▶ [Assignment]: Count every line of these entries that holds the word "valid", and reply with the number only.
[Start of section]
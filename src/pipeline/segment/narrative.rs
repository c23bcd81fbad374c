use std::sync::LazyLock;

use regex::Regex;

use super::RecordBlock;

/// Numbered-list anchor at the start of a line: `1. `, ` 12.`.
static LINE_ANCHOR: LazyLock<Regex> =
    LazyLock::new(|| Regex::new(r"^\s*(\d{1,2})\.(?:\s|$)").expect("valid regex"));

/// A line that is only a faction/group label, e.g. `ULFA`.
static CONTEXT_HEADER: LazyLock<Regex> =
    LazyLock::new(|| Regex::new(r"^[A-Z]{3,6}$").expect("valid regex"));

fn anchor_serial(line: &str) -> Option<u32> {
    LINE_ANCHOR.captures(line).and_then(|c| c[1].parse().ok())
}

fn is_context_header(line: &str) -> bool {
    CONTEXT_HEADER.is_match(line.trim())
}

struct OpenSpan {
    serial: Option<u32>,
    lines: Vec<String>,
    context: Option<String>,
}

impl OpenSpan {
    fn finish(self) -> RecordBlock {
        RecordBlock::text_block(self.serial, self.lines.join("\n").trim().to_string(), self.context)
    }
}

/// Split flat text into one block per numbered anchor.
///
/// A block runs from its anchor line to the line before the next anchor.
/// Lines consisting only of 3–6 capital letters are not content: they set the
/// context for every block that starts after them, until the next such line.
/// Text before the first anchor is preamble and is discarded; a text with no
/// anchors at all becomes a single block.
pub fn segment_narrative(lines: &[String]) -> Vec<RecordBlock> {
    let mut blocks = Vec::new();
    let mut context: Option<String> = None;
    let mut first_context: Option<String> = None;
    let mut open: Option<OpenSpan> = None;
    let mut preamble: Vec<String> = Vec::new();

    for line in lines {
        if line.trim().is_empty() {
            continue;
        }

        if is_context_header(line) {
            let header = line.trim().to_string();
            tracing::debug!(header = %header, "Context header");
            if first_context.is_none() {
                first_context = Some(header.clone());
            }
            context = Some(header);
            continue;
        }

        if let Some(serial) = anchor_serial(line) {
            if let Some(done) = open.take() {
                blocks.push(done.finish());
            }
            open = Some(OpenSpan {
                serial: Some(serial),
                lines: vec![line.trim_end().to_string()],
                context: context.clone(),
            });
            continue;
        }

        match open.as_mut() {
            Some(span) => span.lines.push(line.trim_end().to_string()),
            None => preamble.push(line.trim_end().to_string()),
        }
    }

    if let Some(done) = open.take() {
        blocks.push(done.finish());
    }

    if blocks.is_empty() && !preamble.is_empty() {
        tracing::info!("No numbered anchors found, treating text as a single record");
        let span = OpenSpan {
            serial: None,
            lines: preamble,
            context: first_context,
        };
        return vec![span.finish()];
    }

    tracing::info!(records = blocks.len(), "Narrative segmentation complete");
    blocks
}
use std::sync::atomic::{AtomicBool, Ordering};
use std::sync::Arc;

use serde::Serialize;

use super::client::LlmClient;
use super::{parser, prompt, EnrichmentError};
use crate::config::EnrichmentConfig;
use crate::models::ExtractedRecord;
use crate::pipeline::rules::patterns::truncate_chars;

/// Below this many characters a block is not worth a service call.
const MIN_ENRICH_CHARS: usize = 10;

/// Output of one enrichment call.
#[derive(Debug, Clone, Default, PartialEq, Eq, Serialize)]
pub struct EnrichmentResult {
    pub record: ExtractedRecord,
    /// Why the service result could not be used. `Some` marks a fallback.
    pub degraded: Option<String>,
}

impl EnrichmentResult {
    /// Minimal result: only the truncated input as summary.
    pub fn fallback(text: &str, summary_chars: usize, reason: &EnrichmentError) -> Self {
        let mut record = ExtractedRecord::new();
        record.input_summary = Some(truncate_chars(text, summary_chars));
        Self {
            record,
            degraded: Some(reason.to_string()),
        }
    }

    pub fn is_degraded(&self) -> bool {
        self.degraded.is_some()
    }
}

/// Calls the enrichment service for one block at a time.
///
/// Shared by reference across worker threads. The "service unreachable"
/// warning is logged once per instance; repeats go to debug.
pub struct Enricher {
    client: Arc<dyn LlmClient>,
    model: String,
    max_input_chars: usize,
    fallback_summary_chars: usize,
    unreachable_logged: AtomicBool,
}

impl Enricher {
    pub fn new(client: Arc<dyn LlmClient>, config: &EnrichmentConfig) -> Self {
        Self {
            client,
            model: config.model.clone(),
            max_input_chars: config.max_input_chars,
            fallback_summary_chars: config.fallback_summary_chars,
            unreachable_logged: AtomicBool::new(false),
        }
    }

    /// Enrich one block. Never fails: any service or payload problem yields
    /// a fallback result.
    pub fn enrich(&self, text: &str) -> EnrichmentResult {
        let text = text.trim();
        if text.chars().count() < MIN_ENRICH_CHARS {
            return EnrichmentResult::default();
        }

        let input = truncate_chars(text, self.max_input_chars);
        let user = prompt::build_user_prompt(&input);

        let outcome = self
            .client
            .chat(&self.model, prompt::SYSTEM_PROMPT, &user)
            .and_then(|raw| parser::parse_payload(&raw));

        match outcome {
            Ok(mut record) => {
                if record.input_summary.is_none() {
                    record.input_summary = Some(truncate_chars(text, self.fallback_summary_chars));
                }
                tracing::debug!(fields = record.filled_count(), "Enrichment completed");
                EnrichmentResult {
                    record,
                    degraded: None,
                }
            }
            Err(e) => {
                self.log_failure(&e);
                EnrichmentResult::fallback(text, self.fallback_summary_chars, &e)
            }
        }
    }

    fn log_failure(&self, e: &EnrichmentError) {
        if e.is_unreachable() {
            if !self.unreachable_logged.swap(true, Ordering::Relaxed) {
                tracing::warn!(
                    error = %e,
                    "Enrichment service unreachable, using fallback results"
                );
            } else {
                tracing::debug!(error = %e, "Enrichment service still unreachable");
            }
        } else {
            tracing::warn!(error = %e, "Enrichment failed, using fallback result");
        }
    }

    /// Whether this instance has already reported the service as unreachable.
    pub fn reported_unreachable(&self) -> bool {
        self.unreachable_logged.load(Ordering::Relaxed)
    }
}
[End of section]
▶ [Output of the exercise]: 2